The Sweetest Gift

What is a successful parent?  Is it being able to cook a gourmet dinner?  Having the ability to build an amazing tree house for your child?  Perhaps its about keeping the house spotless and organized.  Having a green thumb, making your landscaping look like it came out of a  Home and Garden magazine.

Is it about having a large bank account, so that your children always have plenty?  Maybe its about always taking your children to fun, exciting new places to visit.  Having your brain be like an encyclopedia so that you can always have the right answers to their questions.

Is it about always being able to fix their boo-boo’s?  To heal their heartaches with your magic touch.  Waving your magic wand like Cinderella’s fairy godmother and instantly having your child’s dreams come true?

Thankfully all those things are not what makes a successful parent, at least not in my mind.  If they were, I would be failing big time!

You don’t have to cook a gourmet dinner in order to enjoy wonderful conversation around the table. No tree house is required for backyard fun.  Playing “monster” where Daddy chases you,  playing tag,  hide and seek, laying on the grass and making animals out of the clouds requires no skilled construction.

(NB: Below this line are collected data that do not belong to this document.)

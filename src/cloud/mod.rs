//! Облачная сторона моста: исходящие события и входящие команды.
//!
//! Циклы моста видят только трейты [`EventSink`] и [`CommandSource`];
//! [`iothub`] реализует оба поверх одного MQTT-соединения с Azure IoT Hub.

use async_trait::async_trait;

pub mod connection_string;
pub mod iothub;
pub mod sas;
pub mod topic;

pub use connection_string::IotHubConnection;
pub use iothub::{IotHubDriver, IotHubReceiver, IotHubSender};
pub use topic::Properties;

/// Версия MQTT API IoT Hub.
pub const API_VERSION: &str = "2021-04-12";

#[derive(Debug, thiserror::Error)]
pub enum TransportError {
    #[error("invalid IoT Hub connection string: {0}")]
    ConnectionString(String),

    #[error("could not create SAS token: {0}")]
    Token(String),

    #[error("failed to send event: {0}")]
    Send(String),

    #[error("failed to acknowledge message: {0}")]
    Ack(String),

    #[error("cloud connection closed")]
    Closed,
}

/// Сообщение cloud-to-device.
#[derive(Debug, Clone)]
pub struct InboundMessage {
    pub body: Vec<u8>,
    /// Свойства приложения, заданные отправителем.
    pub properties: Properties,
    /// Системные свойства от брокера (`$.mid`, `iothub-ack`, ...).
    pub system_properties: Properties,
    pub(crate) publish: Option<rumqttc::Publish>,
}

impl InboundMessage {
    #[cfg(test)]
    pub fn new(body: impl Into<Vec<u8>>, properties: Properties) -> Self {
        Self {
            body: body.into(),
            properties,
            system_properties: Properties::new(),
            publish: None,
        }
    }

    #[cfg(test)]
    pub fn with_system_property(mut self, key: impl Into<String>, value: impl Into<String>) -> Self {
        self.system_properties.insert(key.into(), value.into());
        self
    }

    pub fn message_id(&self) -> Option<&str> {
        self.system_properties.get("$.mid").map(String::as_str)
    }
}

/// Исходящие события device-to-cloud.
#[async_trait]
pub trait EventSink: Send + Sync {
    async fn send_event(&self, payload: String) -> Result<(), TransportError>;
}

/// Входящие сообщения cloud-to-device.
#[async_trait]
pub trait CommandSource: Send {
    /// Открывает канал один раз, до первого приёма.
    async fn open(&mut self) -> Result<(), TransportError>;

    /// Следующее сообщение или `None`, если очередь пока пуста.
    async fn receive(&mut self) -> Result<Option<InboundMessage>, TransportError>;

    /// Подтверждает сообщение, чтобы хаб не доставил его повторно.
    async fn complete(&mut self, message: &InboundMessage) -> Result<(), TransportError>;
}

Its not the beauty of your house inside and out that is the most important. Its the beauty of the warmth that people feel when entering your home.

It’s not about traveling the world with your children.  A walk in the woods , a visit to the lake nearby can create precious memories. Traveling the world with them by introducing them to books can be one of the best gifts that you can give.  With a love of reading they have a passport to going anywhere anytime.  Seeing your child lost in a book instead of on a computer is a wonderful feeling.

Enjoying conversations about the book with your child provides another opportunity for great interaction.  Conversations about topics that interest your child shows them that you care about their thoughts, that you care about them.

There is no magic formula to being the perfect parent.  It is impossible, and that’s not what it is all about!

There are times when there are no band-aids large enough for the hurts that our children experience.  There is no cream to put on to take away the stinging pain. At least no cream that comes in a tube.

Love is what your child needs.  Love can’t take away the heartache but it can help soothe the pain. The loving embrace, where all that is needed sometimes are tight hugs and no words. Or just the simple phrase, “I’m so sorry!”

The times when your child doesn’t need to hear words of advice, but just needs your gentle touch.  The touch that lets them know you would move mountains for them if that would take away their pain.  Your love can be a healing balm.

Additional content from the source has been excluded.